The premise of this test of replicability, of course, is that each of the labs should have generated the same pattern of results. “If any set of experiments should have passed the test, it should have been ours,” Crabbe says. “But that’s not the way it turned out.” In one experiment, Crabbe injected a particular strain of mouse with cocaine. In Portland the mice given the drug moved, on average, six hundred centimetres more than they normally did; in Albany they moved seven hundred and one additional centimetres. But in the Edmonton lab they moved more than five thousand additional centimetres. Similar deviations were observed in a test of anxiety. Furthermore, these inconsistencies didn’t follow any detectable pattern.

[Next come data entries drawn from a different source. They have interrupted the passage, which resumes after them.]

//! Packet-wide conservative node culling.
//!
//! Rays of a packet are assumed to share a direction octant, so per axis the
//! reciprocal directions are either all non-negative or all negative. With
//! `t = (p - org) * rdir` the earliest entry over all rays of a slab is then
//! reached by the extreme origin paired with the extreme reciprocal:
//!
//! ```text
//! rdir >= 0:  t_min = p_lo * rdir_min - org_max * rdir_min
//!             t_max = p_hi * rdir_max - org_min * rdir_max
//! rdir <  0:  t_min = p_hi * rdir_max - org_min * rdir_max
//!             t_max = p_lo * rdir_min - org_max * rdir_min
//! ```
//!
//! Mixed-octant packets are not rejected but may be culled incorrectly.

use vcad_kernel_math::{msub, Vec3};

use super::node::AlignedNode;
use crate::mask::{LaneMask, SlotMask};
use crate::ray::{RayPacket, ROUND_DOWN, ROUND_UP};

/// Aggregate interval bounds of the active lanes of a packet.
#[derive(Debug, Clone, PartialEq)]
pub struct Frustum {
    /// Per axis, 0 when the near slab plane is the lower bound, 1 otherwise.
    near: [usize; 3],
    min_rdir: Vec3,
    max_rdir: Vec3,
    // Exact mode premultiplies the origins by the matching reciprocal.
    org_min_rdir: Vec3,
    org_max_rdir: Vec3,
    min_dist: f32,
    max_dist: f32,
    robust: bool,
}

impl Frustum {
    /// Reduce the lanes in `active` of `packet`.
    ///
    /// `rdir` holds the reciprocal direction per lane. At least one lane must
    /// be active.
    pub fn new<const K: usize>(
        packet: &RayPacket<K>,
        rdir: &[Vec3; K],
        active: LaneMask,
        robust: bool,
    ) -> Self {
        debug_assert!(active.any(), "frustum over an empty packet");

        let axis = |v: &[Vec3; K], a: usize| -> [f32; K] { std::array::from_fn(|k| v[k][a]) };

        let mut near = [0; 3];
        let mut min_rdir = Vec3::zeros();
        let mut max_rdir = Vec3::zeros();
        let mut org_min_rdir = Vec3::zeros();
        let mut org_max_rdir = Vec3::zeros();

        for a in 0..3 {
            let org = axis(&packet.org, a);
            let rd = axis(rdir, a);
            let reduced_min_org = active.reduce_min(&org);
            let reduced_max_org = active.reduce_max(&org);
            let reduced_min_rdir = active.reduce_min(&rd);
            let reduced_max_rdir = active.reduce_max(&rd);

            let positive = reduced_min_rdir >= 0.0;
            let (lo_rdir, hi_rdir) = if positive {
                (reduced_min_rdir, reduced_max_rdir)
            } else {
                (reduced_max_rdir, reduced_min_rdir)
            };
            let (org_for_min, org_for_max) = if positive {
                (reduced_max_org, reduced_min_org)
            } else {
                (reduced_min_org, reduced_max_org)
            };

            min_rdir[a] = lo_rdir;
            max_rdir[a] = hi_rdir;
            near[a] = if lo_rdir < 0.0 { 1 } else { 0 };
            if robust {
                org_min_rdir[a] = org_for_min;
                org_max_rdir[a] = org_for_max;
            } else {
                org_min_rdir[a] = lo_rdir * org_for_min;
                org_max_rdir[a] = hi_rdir * org_for_max;
            }
        }

        Self {
            near,
            min_rdir,
            max_rdir,
            org_min_rdir,
            org_max_rdir,
            min_dist: active.reduce_min(&packet.tnear),
            max_dist: active.reduce_max(&packet.tfar),
            robust,
        }
    }

    /// Nearest `tnear` over the reduced lanes.
    pub fn min_dist(&self) -> f32 {
        self.min_dist
    }

    /// Farthest `tfar` over the reduced lanes.
    pub fn max_dist(&self) -> f32 {
        self.max_dist
    }

    /// Test all child slots of `node`.
    ///
    /// Returns the slots whose interval overlaps `[min_dist, max_dist]` and
    /// a conservative entry distance per slot.
    pub fn intersect<const N: usize>(&self, node: &AlignedNode<N>) -> (SlotMask, [f32; N]) {
        let planes: [[&[f32; N]; 2]; 3] = [
            [&node.lower_x, &node.upper_x],
            [&node.lower_y, &node.upper_y],
            [&node.lower_z, &node.upper_z],
        ];

        let mut mask = SlotMask::EMPTY;
        let mut dist = [f32::INFINITY; N];
        for slot in 0..N {
            let mut fmin = self.min_dist;
            let mut fmax = self.max_dist;
            for a in 0..3 {
                let bmin = planes[a][self.near[a]][slot];
                let bmax = planes[a][self.near[a] ^ 1][slot];
                let (lo, hi) = if self.robust {
                    (
                        (bmin - self.org_min_rdir[a]) * self.min_rdir[a],
                        (bmax - self.org_max_rdir[a]) * self.max_rdir[a],
                    )
                } else {
                    (
                        msub(bmin, self.min_rdir[a], self.org_min_rdir[a]),
                        msub(bmax, self.max_rdir[a], self.org_max_rdir[a]),
                    )
                };
                fmin = fmin.max(lo);
                fmax = fmax.min(hi);
            }

            let hit = if self.robust {
                fmin *= ROUND_DOWN;
                fmin <= ROUND_UP * fmax
            } else {
                fmin <= fmax
            };
            if hit {
                mask.set(slot);
            }
            dist[slot] = fmin;
        }
        (mask, dist)
    }

    /// Shrink `max_dist` to the largest `tfar` of the `active` lanes.
    pub fn update_max_dist<const K: usize>(&mut self, tfar: &[f32; K], active: LaneMask) {
        self.max_dist = self.max_dist.min(active.reduce_max(tfar));
    }
}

In Portland one strain of mouse proved most anxious, while in Albany another strain won that distinction.
The disturbing implication of the Crabbe study is that a lot of extraordinary scientific data are nothing but noise. The hyperactivity of those coked-up Edmonton mice wasn’t an interesting new fact—it was a meaningless outlier, a by-product of invisible variables we don’t understand.”
The article, nor the scientific community, doesn’t seem to have a conclusion about why strictly followed scientific procedure is turning out inaccurate or at least inconclusive. The options are a publishing bias, a world that has no stability, or the need to vastly expand the minimum definition of required data for a valid test.
In the meanwhile, be careful cutting bids or or killing keywords based on a few dozen clicks over a couple of days…
The issues of testing, getting good data, and doing a better job managing the statistics that most of us (and our tools) ignore is one I hope to cover a lot in the coming year. If we want to genuinely optimize our spend and our revenues, the status quo is clearly insufficient.
Happy New Year